But it was really good, this bowl of mutton soup! Most that I’ve tried were defected by one thing or another. Usually, it’s the tastelessness of the soup that annoys me the most. I liked the pronounced, appropriate blend of spices and when combined with a slight sweetness (and gaminess) from parts of the goat, was appetizing. The generous use of chilli and pepper increased my perspiration rate by ~100% but I enjoyed the heat a lot. Toppings like fried shallots and chopped coriander gave extra flavours. In fact, I’d say that a bowl of sup kambing is almost incomplete without them. Worth mentioning as well were the tender, scissors-cut pieces of mutton, added into the bowl just before the pouring of the soup. Other parts offered include the tongue, brain, ribs and leg.

I took notice of the long queues at the nasi lemak stalls across Bahrakath.
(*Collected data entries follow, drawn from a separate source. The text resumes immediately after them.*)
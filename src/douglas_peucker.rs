/// Stage 5: Douglas-Peucker simplification of cleaned tracks.
///
/// Works on (longitude, latitude) in degree space. The metric tolerance is
/// turned into degrees with a fixed metres-per-degree scale, which holds in
/// the tropics and overstates the tolerance east-west at higher latitudes.

use crate::config::SimplifyConfig;
use crate::error::TrackResult;
use crate::summary::{percent, SummaryRow};
use crate::telemetry::{TelemetryPoint, Trajectory};
use crate::temporal_corrector::timed_points;

#[derive(Debug, Clone, PartialEq)]
pub struct SimplifyStats {
    pub transmitter_id: String,
    pub original_count: usize,
    pub simplified_count: usize,
    pub removed: usize,
    pub simplification_percent: f64,
    pub retention_percent: f64,
}

impl SimplifyStats {
    fn new(transmitter_id: &str, original_count: usize, simplified_count: usize) -> Self {
        Self {
            transmitter_id: transmitter_id.to_string(),
            original_count,
            simplified_count,
            removed: original_count - simplified_count,
            simplification_percent: percent(original_count - simplified_count, original_count),
            retention_percent: percent(simplified_count, original_count),
        }
    }
}

/// Distance from `p` to the infinite line through `a` and `b`, all `(x, y)`.
/// Falls back to the distance to `a` when the line degenerates to a point.
pub fn perpendicular_distance(p: (f64, f64), a: (f64, f64), b: (f64, f64)) -> f64 {
    let dx = b.0 - a.0;
    let dy = b.1 - a.1;
    let length_sq = dx * dx + dy * dy;

    if length_sq < 1e-18 {
        return ((p.0 - a.0).powi(2) + (p.1 - a.1).powi(2)).sqrt();
    }

    ((p.0 - a.0) * dy - (p.1 - a.1) * dx).abs() / length_sq.sqrt()
}

/// Indices of the vertices kept by Douglas-Peucker at `epsilon`, ascending.
/// Both endpoints are always kept; inputs of two or fewer come back whole.
pub fn simplify_indices(coords: &[(f64, f64)], epsilon: f64) -> Vec<usize> {
    if coords.len() <= 2 {
        return (0..coords.len()).collect();
    }

    let mut keep = vec![false; coords.len()];
    keep[0] = true;
    keep[coords.len() - 1] = true;
    mark_spans(coords, epsilon, &mut keep);

    keep.iter()
        .enumerate()
        .filter_map(|(i, &k)| k.then_some(i))
        .collect()
}

/// Works through pending `(first, last)` spans on a heap stack, so depth is
/// bounded by memory rather than the thread's call stack.
fn mark_spans(coords: &[(f64, f64)], epsilon: f64, keep: &mut [bool]) {
    let mut spans = vec![(0, coords.len() - 1)];

    while let Some((first, last)) = spans.pop() {
        if last <= first + 1 {
            continue;
        }

        let (mut max_dist, mut split) = (0.0, first);
        for i in first + 1..last {
            let dist = perpendicular_distance(coords[i], coords[first], coords[last]);
            if dist > max_dist {
                max_dist = dist;
                split = i;
            }
        }

        if max_dist > epsilon {
            keep[split] = true;
            spans.push((split, last));
            spans.push((first, split));
        }
    }
}

pub struct Simplifier {
    epsilon_deg: f64,
}

impl Simplifier {
    pub fn new(config: &SimplifyConfig) -> Self {
        Self {
            epsilon_deg: config.tolerance_m / config.meters_per_degree,
        }
    }

    pub fn epsilon_deg(&self) -> f64 {
        self.epsilon_deg
    }

    pub fn simplify(&self, trajectory: Trajectory) -> TrackResult<(Trajectory, SimplifyStats)> {
        let original_count = trajectory.len();

        if original_count < 3 {
            tracing::debug!(transmitter = %trajectory.transmitter_id, original_count, "too few points to simplify");
            let stats = SimplifyStats::new(&trajectory.transmitter_id, original_count, original_count);
            return Ok((trajectory, stats));
        }

        let ordered: Vec<&TelemetryPoint> = if trajectory.schema.has_timestamps() {
            let mut timed = timed_points(&trajectory.points)?;
            timed.sort_by_key(|(t, _)| *t);
            timed.into_iter().map(|(_, p)| p).collect()
        } else {
            trajectory.points.iter().collect()
        };

        let coords: Vec<(f64, f64)> = ordered.iter().map(|p| (p.longitude, p.latitude)).collect();
        let kept: Vec<TelemetryPoint> = simplify_indices(&coords, self.epsilon_deg)
            .into_iter()
            .map(|i| ordered[i].clone())
            .collect();

        let stats = SimplifyStats::new(&trajectory.transmitter_id, original_count, kept.len());

        tracing::info!(
            transmitter = %stats.transmitter_id,
            original = stats.original_count,
            simplified = stats.simplified_count,
            "simplified, {:.1}% of points retained",
            stats.retention_percent
        );

        Ok((trajectory.with_points(kept), stats))
    }
}

impl SummaryRow for SimplifyStats {
    fn headers() -> Vec<&'static str> {
        vec![
            "transmitter_id", "original_points", "simplified_points", "removed",
            "simplification_percent", "retention_percent",
        ]
    }

    fn row(&self) -> Vec<String> {
        vec![
            self.transmitter_id.clone(),
            self.original_count.to_string(),
            self.simplified_count.to_string(),
            self.removed.to_string(),
            format!("{:.1}", self.simplification_percent),
            format!("{:.1}", self.retention_percent),
        ]
    }

    fn totals(rows: &[Self]) -> Option<Vec<String>> {
        let original: usize = rows.iter().map(|r| r.original_count).sum();
        let simplified: usize = rows.iter().map(|r| r.simplified_count).sum();
        let total = SimplifyStats::new("TOTAL", original, simplified);
        Some(total.row())
    }
}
At 9.30 pm, the rather small food centre felt cosy, unlike the claustrophobia-inducing lunchtime. The queues at the nasi lemak stalls had dwindled to a scatter of few customers. I came for the complete set called the Royal Rumble that includes all the side dishes available such as otak-otak, fried chicken wing, fish and egg. Except for the wing, the rest of the sides were sold out for the day. No regrets, really. And if I were to return, I might just order the same thing and request for more of the wonderful sambal. I belong to the cult that worships the thick, slightly tangy sambal and Selera Rasa’s interpretation, though not as tangy or savoury as I would have liked it, was still way better than many. It was not runny too - another plus. A tinge of enjoyable sweetness was provided by the minced shallots. The use of basmati rice, to me, was more of a novelty than being essential. Given the reasonable prices and good food, it's no wonder that the stall is still doing well after all these years.

I had decided to visit this food centre only at night, around 10 pm to be precise. This is when I get my nasi lemak and sambal without having to wait in line, just as they prepare to close for the day. As far as the sup kambing is concerned, the cooling night breeze should fairly prevent me from transforming into that scary sweatman. It gets uglier if I forget to shave.


Note: The weather has been crazy since the lunar new year. Rain pours as frequent as my toilet visits and when not, the scorching heat can be conveniently used to fry crunchy lard cubes for Hokkien mee. On several occasions, as I was stuck in the bus or train with the air conditioning system on full blast and a view of the unpredictable rain, I get warmed up by reminding myself of the delicious, spicy food I had in recent memory. Hence this post.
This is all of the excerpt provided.